Here an example with expensive hash computation and without in oyranos-profiles:
Computation time has much reduced. An other bottleneck was expensive DB access. I talked with Markus about that already some time ago but forgot to implement. The according flame graph reminded me about that open issue. After some optimisation the DB bottleneck is much reduced.
The command to create the data is:
root$ perf record -g my-command
user& perf-flame-graph.sh my-command-graph-title
… with perf-flame-graph.sh somewhere in your path:
#!/bin/sh
path=/path/to/FlameGraph
output=”$1″
if [ "$output" = "" ]; then
output=”perf”
fi
perf script | $path/stackcollapse-perf.pl > $TMPDIR/$USER-out.perf-folded
$path/flamegraph.pl $TMPDIR/$USER-out.perf-folded > $TMPDIR/$USER-$output.svg
firefox $TMPDIR/$USER-$output.svg
One needs FlameGraph, a set of perl script, installed and perf. The above script is just a typing abbreviation.
have you tried valgrind -tool=callgrind + kcachegrind?
if so was the data better or worse than with oprofile?
Br,
Christoph
Thanks for pointing out. I tried valgrind/callgrind and kcallgrind shows lots of informations. The displayed data is similiar to flame-graph, especially the callmap. However I can much easier understand the cost distribution of callgraphs by the flag-graph SVG.

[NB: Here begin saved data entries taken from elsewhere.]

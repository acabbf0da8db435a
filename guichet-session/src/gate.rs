//! Login gate: authentication guard around session operations.
//!
//! Operations never call the login routine directly. They go through
//! [`LoginGate::ensure`], which re-authenticates an anonymous or expired
//! session and leaves an authenticated one untouched. An operation that
//! discovers mid-flight it was logged out surfaces
//! [`SessionError::SessionExpired`]; the retry layer restarts the whole
//! operation, and the gate re-authenticates at the top of the restart.

use async_trait::async_trait;
use tracing::{debug, instrument};

use crate::error::SessionError;
use crate::session::{AuthState, Session};

// ============================================================================
// Authenticator
// ============================================================================

/// Site-specific login routine.
///
/// Implementations drive the session through the site's login flow and
/// must end on a known authenticated page kind. Ending back on the login
/// page means the credentials were refused:
/// return [`SessionError::InvalidCredentials`], which is terminal and
/// never retried.
#[async_trait]
pub trait Authenticator<K>: Send + Sync {
    /// Performs the login flow.
    async fn login(&self, session: &mut Session<K>) -> Result<(), SessionError>;
}

// ============================================================================
// Login Gate
// ============================================================================

/// Guard ensuring an operation runs against a valid authenticated session.
pub struct LoginGate;

impl LoginGate {
    /// Re-authenticates the session if it is anonymous or expired.
    ///
    /// The login flow runs under a logout-suppression guard, because its
    /// intermediate pages legitimately resemble the logged-out state.
    /// On success the session is Authenticated; invalid credentials reset
    /// it to Anonymous and propagate; any other login failure leaves it
    /// Expired so the next guarded call tries again.
    #[instrument(skip(session, authenticator))]
    pub async fn ensure<K>(
        session: &mut Session<K>,
        authenticator: &dyn Authenticator<K>,
    ) -> Result<(), SessionError>
    where
        K: Copy + Eq + std::fmt::Debug + Send,
    {
        match session.auth_state() {
            AuthState::Authenticated => return Ok(()),
            // Re-entrant call from inside a login flow; nothing to do.
            AuthState::Authenticating => return Ok(()),
            AuthState::Anonymous | AuthState::Expired => {}
        }

        debug!("Session not authenticated, running login flow");
        session.set_auth_state(AuthState::Authenticating);

        let result = {
            let _guard = session.suppress_logout();
            authenticator.login(session).await
        };

        match result {
            Ok(()) => {
                session.set_auth_state(AuthState::Authenticated);
                Ok(())
            }
            Err(SessionError::InvalidCredentials) => {
                session.set_auth_state(AuthState::Anonymous);
                Err(SessionError::InvalidCredentials)
            }
            Err(error) => {
                session.set_auth_state(AuthState::Expired);
                Err(error)
            }
        }
    }
}

// ============================================================================
// Tests
// ============================================================================

#[cfg(test)]
mod tests {
    use super::*;
    use crate::page::PageMatcher;
    use crate::testing::ScriptedTransport;
    use crate::transport::Request;
    use std::sync::Arc;
    use std::sync::atomic::{AtomicU32, Ordering};

    #[derive(Debug, Clone, Copy, PartialEq, Eq)]
    enum Kind {
        Login,
        Home,
    }

    fn matcher() -> PageMatcher<Kind> {
        PageMatcher::new()
            .rule(r"https://bank\.example/auth/.*", Kind::Login)
            .rule(r"https://bank\.example/home", Kind::Home)
    }

    struct FormAuthenticator {
        calls: AtomicU32,
    }

    impl FormAuthenticator {
        fn new() -> Self {
            Self {
                calls: AtomicU32::new(0),
            }
        }
    }

    #[async_trait]
    impl Authenticator<Kind> for FormAuthenticator {
        async fn login(&self, session: &mut Session<Kind>) -> Result<(), SessionError> {
            self.calls.fetch_add(1, Ordering::SeqCst);
            // The site bounces through the login page before landing home;
            // the suppression guard keeps that from reading as a logout.
            session
                .navigate(&Request::get("https://bank.example/auth/Login"))
                .await?;
            session
                .navigate(&Request::post(
                    "https://bank.example/auth/submit",
                    vec![("user".into(), "u".into()), ("pass".into(), "p".into())],
                ))
                .await?;
            if session.is(Kind::Login) {
                return Err(SessionError::InvalidCredentials);
            }
            session.require(Kind::Home)
        }
    }

    fn accepting_transport() -> ScriptedTransport {
        ScriptedTransport::new()
            .on("https://bank.example/auth/Login", "login form")
            .on_to(
                "https://bank.example/auth/submit",
                "https://bank.example/home",
                "welcome",
            )
    }

    fn rejecting_transport() -> ScriptedTransport {
        ScriptedTransport::new()
            .on("https://bank.example/auth/Login", "login form")
            .on_to(
                "https://bank.example/auth/submit",
                "https://bank.example/auth/Login",
                "bad password",
            )
    }

    #[tokio::test]
    async fn test_login_from_anonymous() {
        let mut session = Session::new(Arc::new(accepting_transport()), matcher(), vec![Kind::Login]);
        let auth = FormAuthenticator::new();

        LoginGate::ensure(&mut session, &auth).await.unwrap();
        assert_eq!(session.auth_state(), AuthState::Authenticated);
        assert_eq!(auth.calls.load(Ordering::SeqCst), 1);
    }

    #[tokio::test]
    async fn test_authenticated_session_is_noop() {
        let mut session = Session::new(Arc::new(accepting_transport()), matcher(), vec![Kind::Login]);
        let auth = FormAuthenticator::new();

        LoginGate::ensure(&mut session, &auth).await.unwrap();
        LoginGate::ensure(&mut session, &auth).await.unwrap();
        assert_eq!(auth.calls.load(Ordering::SeqCst), 1);
    }

    #[tokio::test]
    async fn test_invalid_credentials_terminal() {
        let mut session = Session::new(Arc::new(rejecting_transport()), matcher(), vec![Kind::Login]);
        let auth = FormAuthenticator::new();

        let err = LoginGate::ensure(&mut session, &auth).await.unwrap_err();
        assert!(matches!(err, SessionError::InvalidCredentials));
        assert!(!err.is_transient());
        assert_eq!(session.auth_state(), AuthState::Anonymous);
    }

    #[tokio::test]
    async fn test_expired_session_relogs() {
        let mut session = Session::new(Arc::new(accepting_transport()), matcher(), vec![Kind::Login]);
        let auth = FormAuthenticator::new();

        LoginGate::ensure(&mut session, &auth).await.unwrap();
        session.set_auth_state(AuthState::Expired);
        LoginGate::ensure(&mut session, &auth).await.unwrap();
        assert_eq!(session.auth_state(), AuthState::Authenticated);
        assert_eq!(auth.calls.load(Ordering::SeqCst), 2);
    }
}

In kcallgrind as is, one needs to examin the callgraph view and look around for the cost attribute, the small blue graphs with percentage attached, or click on the largest area in the callermap.
The callgraph in kcallgrind could be improved in that cost is not shown literally but more prominently graphically. The color of each function rectangle in the callgraph could hint the user the hottest zones at a glance. At the moment the colors appear almost random to me.